The 12th IEEE International

EDOC Conference (EDOC 2008)

 

The Enterprise Computing Conference

15-19 September 2008, München, Germany

Invited talks at EDOC 2008

Implementing Software as a Service

Dean Jacobs
Chief Development Architect
SAP AG


Abstract:

This talk describes basic architectures and best practices for implementing Software as a Service applications. In this context, achieving good margins requires making careful engineering trade-offs between adding features and lowering total cost of ownership. Achieving good system utilization requires that businesses share resources using either virtual machines (OS-level virtualization) or multi-tenancy (application-level virtualization). While multi-tenancy achieves greater levels of consolidation, it limits the kinds of features that can be provided. Thus the ideal level for virtualization depends on the characteristics of the application and its users.

Reflections on Requirements Engineering

Andrew Watson
Vice President & Technical Director
Object Management Group
 

Abstract:

Failures in properly identifying requirements are perhaps the major cause of the software industry's poor record of delivering working software systems on-time and to budget. Requirements engineering is the branch of software engineering concerned with identifying the real-world goals for, functions of, and constraints on software systems.
This talk reflects on some current issues in requirements engineering for enterprise systems, including capturing government regulations (an increasingly-important source of business requirements), using precise modelling languages in the requirements engineering process, and the role of "anti-requirements" in software assurance.

Service-Oriented Enterprise Architectures: Evolution of Concepts and Methods

Gregor Engels
University Paderborn and sd&m Research, Munich  

Abstract:

The talk depicts the evolution of enterprise architectures to their today often used service-oriented form and presents as state-of-the-art development process Quasar Enterprise for this kind of architecture.
The development process covers both the development of a business architecture as well as of an appropriate software architecture. While showing up a possible form of further evolution of enterprise architectures, we identify the major challenges for future development methods for enterprise architectures.

Service Compositions: From Models to Self-Management

Howard Foster
Distributed Software Engineering Group
Department of Computing Imperial College London

Abstract:

The talk and demonstrations will illustrate a rigorous approach to the engineering of services for service-oriented architectures and in particular, web service compositions. We use formal model checking techniques to cover aspects of architecture, orchestration, choreography and deployment configurations for service compositions. A demonstration will illustrate our techniques using an Eclipse based tool, known as WS- Engineer. WS-Engineer is based upon the Labelled Transition System Analyser (LTSA) and provides mechanisms to assist engineers in developing and analyzing service compositions. The tool has also been adopted as part of academic courses in the teaching aspects of a services science. The talk is based on work in London Software Systems a grouping that includes academics at Imperial College London (the speaker, Jeff Magee, Jeff Kramer and Sebastian Uchitel) and at University College London (Wolfgang Emmerich, Anthony Finkelstein and David Rosenblum)

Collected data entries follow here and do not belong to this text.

//! End-to-end: the `tarx` binary as a black box, driven via `std::process::Command`.

use std::fs;
use std::path::PathBuf;
use std::process::Command;

use tarx::tar::{Entry, Header, BLOCK_SIZE};
use tempfile::TempDir;

fn tarx_bin() -> PathBuf {
    if let Ok(p) = std::env::var("CARGO_BIN_EXE_tarx") {
        return PathBuf::from(p);
    }
    let mut p = std::env::current_exe().unwrap();
    p.pop();
    if p.ends_with("deps") {
        p.pop();
    }
    p.push("tarx");
    p
}

fn write_archive_with_one_file(path: &std::path::Path, name: &str, content: &[u8]) {
    let entry = Entry::new_file(name, content.len() as u64);
    let header = Header::encode(&entry, &tarx::Context::new()).unwrap();
    let mut data = header.to_block(&tarx::Context::new()).unwrap().to_vec();
    data.extend_from_slice(content);
    let rem = content.len() % BLOCK_SIZE;
    if rem != 0 {
        data.extend(vec![0u8; BLOCK_SIZE - rem]);
    }
    data.extend(vec![0u8; 2 * BLOCK_SIZE]);
    fs::write(path, data).unwrap();
}

#[test]
fn extract_subcommand_writes_the_file_and_exits_zero() {
    let dir = TempDir::new().unwrap();
    let archive = dir.path().join("a.tar");
    write_archive_with_one_file(&archive, "hello.txt", b"hi there\n");
    let dest = dir.path().join("out");
    fs::create_dir(&dest).unwrap();

    let status = Command::new(tarx_bin())
        .args(["extract", archive.to_str().unwrap(), dest.to_str().unwrap()])
        .status()
        .expect("failed to run tarx extract");

    assert!(status.success(), "extract should exit 0");
    assert_eq!(fs::read(dest.join("hello.txt")).unwrap(), b"hi there\n");
}

#[test]
fn extract_alias_x_behaves_identically() {
    let dir = TempDir::new().unwrap();
    let archive = dir.path().join("a.tar");
    write_archive_with_one_file(&archive, "hello.txt", b"hi\n");
    let dest = dir.path().join("out");
    fs::create_dir(&dest).unwrap();

    let status = Command::new(tarx_bin())
        .args(["x", archive.to_str().unwrap(), dest.to_str().unwrap()])
        .status()
        .expect("failed to run tarx x");

    assert!(status.success());
    assert!(dest.join("hello.txt").exists());
}

#[test]
fn overwrite_flag_controls_extraction_onto_an_existing_file() {
    let dir = TempDir::new().unwrap();
    let archive = dir.path().join("a.tar");
    write_archive_with_one_file(&archive, "hello.txt", b"new\n");
    let dest = dir.path().join("out");
    fs::create_dir(&dest).unwrap();
    fs::write(dest.join("hello.txt"), b"old").unwrap();

    let status = Command::new(tarx_bin())
        .args(["extract", archive.to_str().unwrap(), dest.to_str().unwrap()])
        .status()
        .unwrap();
    assert!(!status.success(), "extract without --overwrite must fail on an existing file");
    assert_eq!(fs::read(dest.join("hello.txt")).unwrap(), b"old");

    let status = Command::new(tarx_bin())
        .args(["extract", "--overwrite", archive.to_str().unwrap(), dest.to_str().unwrap()])
        .status()
        .unwrap();
    assert!(status.success(), "extract with --overwrite should replace the file");
    assert_eq!(fs::read(dest.join("hello.txt")).unwrap(), b"new\n");
}

#[test]
fn path_traversal_is_rejected_with_a_nonzero_exit() {
    let dir = TempDir::new().unwrap();
    let archive = dir.path().join("evil.tar");
    write_archive_with_one_file(&archive, "../../etc/passwd", b"x");
    let dest = dir.path().join("out");
    fs::create_dir(&dest).unwrap();

    let output = Command::new(tarx_bin())
        .args(["extract", archive.to_str().unwrap(), dest.to_str().unwrap()])
        .output()
        .unwrap();

    assert!(!output.status.success());
    assert!(!dest.parent().unwrap().join("etc").exists());
}

#[test]
fn list_subcommand_prints_entry_metadata() {
    let dir = TempDir::new().unwrap();
    let archive = dir.path().join("a.tar");
    write_archive_with_one_file(&archive, "hello.txt", b"hi there\n");

    let output = Command::new(tarx_bin())
        .args(["list", archive.to_str().unwrap()])
        .output()
        .expect("failed to run tarx list");

    assert!(output.status.success());
    let stdout = String::from_utf8_lossy(&output.stdout);
    assert!(stdout.contains("hello.txt"), "list output should name the entry; got: {stdout}");
    assert!(stdout.contains('9'), "list output should show the 9-byte size; got: {stdout}");
}

#[test]
fn list_aliases_are_accepted() {
    let dir = TempDir::new().unwrap();
    let archive = dir.path().join("a.tar");
    write_archive_with_one_file(&archive, "hello.txt", b"hi\n");

    for alias in ["l", "ls"] {
        let status = Command::new(tarx_bin())
            .args([alias, archive.to_str().unwrap()])
            .status()
            .unwrap();
        assert!(status.success(), "alias {alias} should behave like list");
    }
}

#[test]
fn test_subcommand_reports_ok_on_a_valid_archive() {
    let dir = TempDir::new().unwrap();
    let archive = dir.path().join("a.tar");
    write_archive_with_one_file(&archive, "hello.txt", b"hi there\n");

    let output = Command::new(tarx_bin())
        .args(["test", archive.to_str().unwrap()])
        .output()
        .expect("failed to run tarx test");

    assert!(output.status.success());
    let stdout = String::from_utf8_lossy(&output.stdout);
    assert!(stdout.contains("1 entries OK"), "got: {stdout}");
}

#[test]
fn test_alias_t_is_accepted() {
    let dir = TempDir::new().unwrap();
    let archive = dir.path().join("a.tar");
    write_archive_with_one_file(&archive, "hello.txt", b"hi\n");

    let status = Command::new(tarx_bin())
        .args(["t", archive.to_str().unwrap()])
        .status()
        .unwrap();
    assert!(status.success());
}

#[test]
fn test_subcommand_rejects_a_truncated_archive() {
    let dir = TempDir::new().unwrap();
    let archive = dir.path().join("bad.tar");
    let entry = Entry::new_file("big.bin", 10_000);
    let header = Header::encode(&entry, &tarx::Context::new()).unwrap();
    let mut data = header.to_block(&tarx::Context::new()).unwrap().to_vec();
    data.extend(vec![0u8; 100]); // far short of the declared 10000-byte body
    fs::write(&archive, data).unwrap();

    let status = Command::new(tarx_bin())
        .args(["test", archive.to_str().unwrap()])
        .status()
        .unwrap();
    assert!(!status.success());
}

#[test]
fn nonexistent_archive_file_exits_nonzero() {
    let dir = TempDir::new().unwrap();
    let missing = dir.path().join("does-not-exist.tar");
    let dest = dir.path().join("out");

    let status = Command::new(tarx_bin())
        .args(["extract", missing.to_str().unwrap(), dest.to_str().unwrap()])
        .status()
        .unwrap();
    assert!(!status.success());
}

#[test]
fn help_and_version_flags_exit_zero() {
    let help = Command::new(tarx_bin()).arg("--help").output().unwrap();
    assert!(help.status.success());
    let combined = format!(
        "{}{}",
        String::from_utf8_lossy(&help.stdout),
        String::from_utf8_lossy(&help.stderr)
    );
    assert!(combined.to_lowercase().contains("usage"));

    let version = Command::new(tarx_bin()).arg("--version").output().unwrap();
    assert!(version.status.success());
    assert!(!String::from_utf8_lossy(&version.stdout).trim().is_empty());
}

Enterprise Computing in Healthcare Sector: Emerging Trends and Future Challenges

Pradeep Ray
Director, Asia-Pacific ubiquitous Healthcare research Centre (APuHC), University of New South Wales, Sydney (Australia)

Abstract:

Enterprise distributed computing has made rapid strides in many sectors of the economy, such as telecommunications and finance sectors. Organizations are now reaping benefits of these advances through better efficiency and better quality of services worldwide. There have been attempts by many groups to implement such benefits in the healthcare sector, the largest business sector in the world. However, this sector presents some unique challenges that have to be overcome if enterprise computing has to succeed in this sector. This talk will present an overview of emerging trends and future challenges in this field based the presenter's experience in the areas on integrated service management and e-Health through the leadership of a number of global initiatives, such as the WHO eHealth for Healthcare Delivery (eHCD) involving six countries, ITU-D Mobile e-Health initiative (m-Health) for Developing countries involving 20 countries and the International ubiquitous Healthcare initiative (u-Health) that led to the formation of a chain of research centres called Asia-Pacific u-Health research Centre (APuHC) in Australia, Singapore, Taiwan, South Korea and India. People involved in these initiatives meet at IEEE Healthcom (founded by this presenter) every year (see www.healthcom2008.org).